Der Orkan wütete damals 5 Tage, was eine Bergung des Schiffs unmöglich machte. Von Besetzung und Passagieren überlebte nur ein Matrose. Zur Ladung - die Ladungsliste ist erhalten - gehörten unter anderem ein schwerer Sarkophag aus rotem Granit, mit dessen Bergung Minutoli 200 Arbeiter drei Monate lang beschäftigt hatte, die Spitze einer Pyramide aus Syenit, eine Türeinfassung, Mumien und Tiermumien, Mineralien, Stelen aus unterschiedlichen Materialien sowie Vasen aus Ton und Alabaster. Sieben von acht Mumien und ein arabisches Zelt wurden ans linke Elbufer zwischen Cuxhaven, Otterndorf und Balje gespült und später versteigert.
Nach dem Schiffswrack wurde im Lauf der letzten beinahe 200 Jahre mehrfach gesucht, doch obwohl seine Lage ungefähr bekannt ist, wurden bis heute weder das havarierte Schiff noch Objekte aus seiner Ladung gefunden.

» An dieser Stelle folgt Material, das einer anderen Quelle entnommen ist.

use comfy_table::modifiers::UTF8_ROUND_CORNERS;
use comfy_table::presets::UTF8_FULL_CONDENSED;
use comfy_table::{Attribute, Cell, CellAlignment, Color, ContentArrangement, Table};

use prs_map::TemplateMetadata;
use prs_model::{ColumnMapping, MappingOrigin, OutcomeRecord, OutcomeState, SchemaContract};

use prs_cli::types::BatchResult;

fn header_cell(label: &str) -> Cell {
    Cell::new(label)
        .fg(Color::Cyan)
        .add_attribute(Attribute::Bold)
}

fn dim_cell<T: ToString>(value: T) -> Cell {
    Cell::new(value).fg(Color::DarkGrey)
}

fn state_cell(state: OutcomeState) -> Cell {
    match state {
        OutcomeState::Archived => Cell::new("ARCHIVED")
            .fg(Color::Green)
            .add_attribute(Attribute::Bold),
        OutcomeState::Quarantined => Cell::new("QUARANTINED")
            .fg(Color::Red)
            .add_attribute(Attribute::Bold),
    }
}

fn apply_table_style(table: &mut Table) {
    table
        .load_preset(UTF8_FULL_CONDENSED)
        .apply_modifier(UTF8_ROUND_CORNERS)
        .set_content_arrangement(ContentArrangement::Dynamic)
        .set_width(120);
}

fn align_column(table: &mut Table, index: usize, alignment: CellAlignment) {
    if let Some(column) = table.column_mut(index) {
        column.set_cell_alignment(alignment);
    }
}

/// Print the outcome of a single pipeline run.
pub fn print_outcome(record: &OutcomeRecord) {
    let mut table = Table::new();
    table.set_header(vec![
        header_cell("File"),
        header_cell("State"),
        header_cell("Rows"),
        header_cell("Output"),
    ]);
    apply_table_style(&mut table);
    align_column(&mut table, 2, CellAlignment::Right);
    table.add_row(vec![
        Cell::new(&record.source_file),
        state_cell(record.state),
        Cell::new(record.rows_written),
        match &record.output_path {
            Some(path) => Cell::new(path.display()),
            None => dim_cell("-"),
        },
    ]);
    println!("{table}");
    print_failures(std::slice::from_ref(record));
}

/// Print a batch summary with per-file rows and totals.
pub fn print_batch_summary(result: &BatchResult) {
    println!("Output: {}", result.output_dir.display());
    println!("Quarantine: {}", result.quarantine_dir.display());

    let mut table = Table::new();
    table.set_header(vec![
        header_cell("File"),
        header_cell("State"),
        header_cell("Rows"),
        header_cell("Violations"),
        header_cell("Dropped columns"),
    ]);
    apply_table_style(&mut table);
    align_column(&mut table, 2, CellAlignment::Right);
    align_column(&mut table, 3, CellAlignment::Right);

    let mut total_rows = 0usize;
    for record in &result.outcomes {
        total_rows += record.rows_written;
        let violations = record.violations.len();
        table.add_row(vec![
            Cell::new(&record.source_file),
            state_cell(record.state),
            Cell::new(record.rows_written),
            if violations > 0 {
                Cell::new(violations).fg(Color::Red)
            } else {
                dim_cell(0)
            },
            if record.dropped_columns.is_empty() {
                dim_cell("-")
            } else {
                Cell::new(record.dropped_columns.join(", "))
            },
        ]);
    }
    table.add_row(vec![
        Cell::new("TOTAL")
            .fg(Color::Cyan)
            .add_attribute(Attribute::Bold),
        Cell::new(format!(
            "{} archived / {} quarantined",
            result.archived_count(),
            result.quarantined_count()
        )),
        Cell::new(total_rows).add_attribute(Attribute::Bold),
        dim_cell("-"),
        dim_cell("-"),
    ]);
    println!("{table}");
    print_failures(&result.outcomes);
}

fn print_failures(outcomes: &[OutcomeRecord]) {
    let mut rows = Vec::new();
    for record in outcomes {
        if let Some(reason) = &record.failure_reason {
            rows.push((record.source_file.clone(), "fatal".to_string(), reason.clone()));
        }
        for violation in &record.violations {
            let location = match violation.row {
                Some(row) => format!("{} (row {row})", violation.field),
                None => violation.field.clone(),
            };
            rows.push((
                record.source_file.clone(),
                violation.kind.to_string(),
                format!("{location}: {}", violation.message),
            ));
        }
    }
    if rows.is_empty() {
        return;
    }
    let mut table = Table::new();
    table.set_header(vec![
        header_cell("File"),
        header_cell("Kind"),
        header_cell("Detail"),
    ]);
    apply_table_style(&mut table);
    for (file, kind, detail) in rows {
        table.add_row(vec![
            Cell::new(file),
            Cell::new(kind).fg(Color::Red),
            Cell::new(detail),
        ]);
    }
    println!();
    println!("Problems:");
    println!("{table}");
}

fn origin_cell(origin: MappingOrigin) -> Cell {
    match origin {
        MappingOrigin::SynonymExact => Cell::new("synonym").fg(Color::Green),
        MappingOrigin::Similarity => Cell::new("similarity").fg(Color::Yellow),
        MappingOrigin::UserOverride => Cell::new("override").fg(Color::Blue),
    }
}

/// Print a suggested mapping for review.
pub fn print_mapping(mapping: &ColumnMapping) {
    let mut table = Table::new();
    table.set_header(vec![
        header_cell("Header"),
        header_cell("Target"),
        header_cell("Origin"),
        header_cell("Confidence"),
    ]);
    apply_table_style(&mut table);
    align_column(&mut table, 3, CellAlignment::Right);
    for entry in &mapping.entries {
        match &entry.target_field {
            Some(target) => table.add_row(vec![
                Cell::new(&entry.source_header),
                Cell::new(target),
                origin_cell(entry.origin),
                Cell::new(format!("{:.2}", entry.confidence)),
            ]),
            None => table.add_row(vec![
                Cell::new(&entry.source_header),
                dim_cell("unmapped"),
                dim_cell("-"),
                dim_cell("-"),
            ]),
        };
    }
    println!("{table}");
    if !mapping.collisions.is_empty() {
        println!(
            "Needs manual resolution (collisions): {}",
            mapping.collisions.join(", ")
        );
    }
}

/// Print the canonical schema contract.
pub fn print_contract(contract: &SchemaContract) {
    let mut table = Table::new();
    table.set_header(vec![
        header_cell("Field"),
        header_cell("Type"),
        header_cell("Required"),
        header_cell("Synonyms"),
    ]);
    apply_table_style(&mut table);
    for field in &contract.fields {
        table.add_row(vec![
            Cell::new(&field.name).add_attribute(Attribute::Bold),
            Cell::new(field.field_type.as_str()),
            if field.required {
                Cell::new("yes").fg(Color::Red)
            } else {
                dim_cell("no")
            },
            if field.synonyms.is_empty() {
                dim_cell("-")
            } else {
                Cell::new(field.synonyms.join(", "))
            },
        ]);
    }
    println!("{table}");
}

/// Print stored template metadata.
pub fn print_templates(templates: &[TemplateMetadata]) {
    if templates.is_empty() {
        println!("No templates saved.");
        return;
    }
    let mut table = Table::new();
    table.set_header(vec![
        header_cell("Provider"),
        header_cell("Mapped"),
        header_cell("Unmapped"),
        header_cell("Saved at"),
        header_cell("Path"),
    ]);
    apply_table_style(&mut table);
    align_column(&mut table, 1, CellAlignment::Right);
    align_column(&mut table, 2, CellAlignment::Right);
    for template in templates {
        table.add_row(vec![
            Cell::new(&template.provider).add_attribute(Attribute::Bold),
            Cell::new(template.mapped_count),
            Cell::new(template.unmapped_count),
            match &template.saved_at {
                Some(saved_at) => Cell::new(saved_at),
                None => dim_cell("-"),
            },
            Cell::new(template.file_path.display()),
        ]);
    }
    println!("{table}");
}
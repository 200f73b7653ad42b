//! Column projection: raw columns to canonical names via a confirmed mapping.

use std::collections::BTreeSet;

use polars::prelude::{DataFrame, NamedFrom, Series};

use prs_ingest::HeaderSpec;
use prs_model::{ColumnMapping, RawTable};

use crate::error::Result;

/// One sheet after projection, ready for combining.
#[derive(Debug, Clone)]
pub struct ProjectedSheet {
    pub sheet_id: String,
    pub data: DataFrame,
    /// Raw headers not carried into the frame.
    pub dropped_columns: Vec<String>,
}

/// Project a raw sheet into a string-celled frame with canonical names.
///
/// Mapped columns are renamed to their canonical field; unmapped columns
/// are dropped and recorded, except with `keep_unmapped` (the unpivot
/// case), where they survive under their raw label as value columns.
/// Rows that are entirely empty never make it into the frame.
pub fn project_sheet(
    table: &RawTable,
    spec: &HeaderSpec,
    mapping: &ColumnMapping,
    keep_unmapped: bool,
) -> Result<ProjectedSheet> {
    let mut keep: Vec<(usize, String)> = Vec::new();
    let mut dropped: Vec<String> = Vec::new();
    let mut used_names: BTreeSet<String> = BTreeSet::new();

    for (idx, label) in spec.labels.iter().enumerate() {
        let out_name = match mapping.target_for(label) {
            Some(target) => Some(target.to_string()),
            None if keep_unmapped => Some(label.clone()),
            None => None,
        };
        match out_name {
            Some(name) => {
                // A raw label shadowing a canonical name would collide
                // after renaming; drop the raw column instead.
                if used_names.insert(name.to_lowercase()) {
                    keep.push((idx, name));
                } else {
                    dropped.push(label.clone());
                }
            }
            None => dropped.push(label.clone()),
        }
    }

    let data_rows: Vec<&Vec<String>> = table
        .rows
        .iter()
        .skip(spec.data_start)
        .filter(|row| row.iter().any(|cell| !cell.trim().is_empty()))
        .collect();

    let mut columns = Vec::with_capacity(keep.len());
    for (idx, name) in &keep {
        let values: Vec<String> = data_rows
            .iter()
            .map(|row| row.get(*idx).map(|cell| cell.trim().to_string()).unwrap_or_default())
            .collect();
        columns.push(Series::new(name.as_str().into(), values).into());
    }
    let data = DataFrame::new(columns)?;

    Ok(ProjectedSheet {
        sheet_id: table.sheet_id.clone(),
        data,
        dropped_columns: dropped,
    })
}
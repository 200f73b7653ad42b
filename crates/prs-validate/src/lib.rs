pub mod coerce;
pub mod validator;

pub use coerce::{parse_boolean, parse_date_iso, parse_number};
pub use validator::{ValidationResult, Validator};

Online-Faksimile-Ausgabe: Reise zum Tempel des Jupiter Ammon in der Libyschen Wüste und nach Ober-Aegypten in den Jahren 1820 und 1821, Hauptbd. u. Atlas, 1824; Nachdr. 1827
Online--Faksimile-Ausgabe: Reise der Frau Generalin von Minutoli nach Egypten, 1829
Gisela Graichen: Das Geheimnis der Mumien aus der Elbe, 06.12.03
Ulrich Rohde: "Gottfried": Geheimnis ist gelüftet, 16.10.09
Dokumentarfilm: Terra X - Geisterschiff im Wattenmeer, D 2012
Bernardino Drovetti (Franzose, 04.01.1776 – 05.03.1852)
Bernardino Michele Maria Drovetti war gebürtiger Italiener, nahm jedoch später die französische Staatsbürgerschaft an. 1803 entsandte Napoléon den Diplomaten und Juristen als Kommissar für Auslandsbeziehungen nach Ägypten, wo er von 1810-1815 und von 1820-1829 Frankreichs Generalkonsul war. Er reorganisierte die Armee des Vizekönigs Muhammad Ali Pascha, unternahm Reisen (unter anderem mit Frédéric Cailliaud) und begann sich für Antiquitäten und Ausgrabungen zu interessieren.
In Sachen Antiquitätenerwerb waren Giovanni Battista Belzoni und Henry Salt Drovettis größten Rivalen. Auch Jean-François Champollion zählte zu seinen Feinden. Drovetti stand nicht nur unter dem Verdacht, bürokratische Hindernisse zu erfinden, sondern wurde sogar bezichtigt, die Kunstschätze seiner Rivalen zu zerstören. Seine Mitarbeiter scheuten sich auch nicht, Waffengewalt zu gebrauchen.
Eine Heerschar von Agenten suchte in Drovettis Auftrag Antiquitäten und machte Ausgrabungen, v.a. in Theben, welches er sich mit Henry Salt teilte. Er baute eine enorme Sammlung auf, deren Stücke er meistbietend in Europa verkaufte. So ging der Großteil seiner Sammlung (etwa 8.000) Objekte) für 400.000 Italienische Lira an die Universität von Turin, wo sie den Grundstein für das Museo Egizio in Turin bildete. Ein weiterer bemerkenswerter Teil befindet sich im Louvre, einen dritten erwarb Karl Richard Lepsius für das Ägyptische Museum in Berlin. Einige Stücke landeten in Genf, Wien, München, Lyon und Marseilles.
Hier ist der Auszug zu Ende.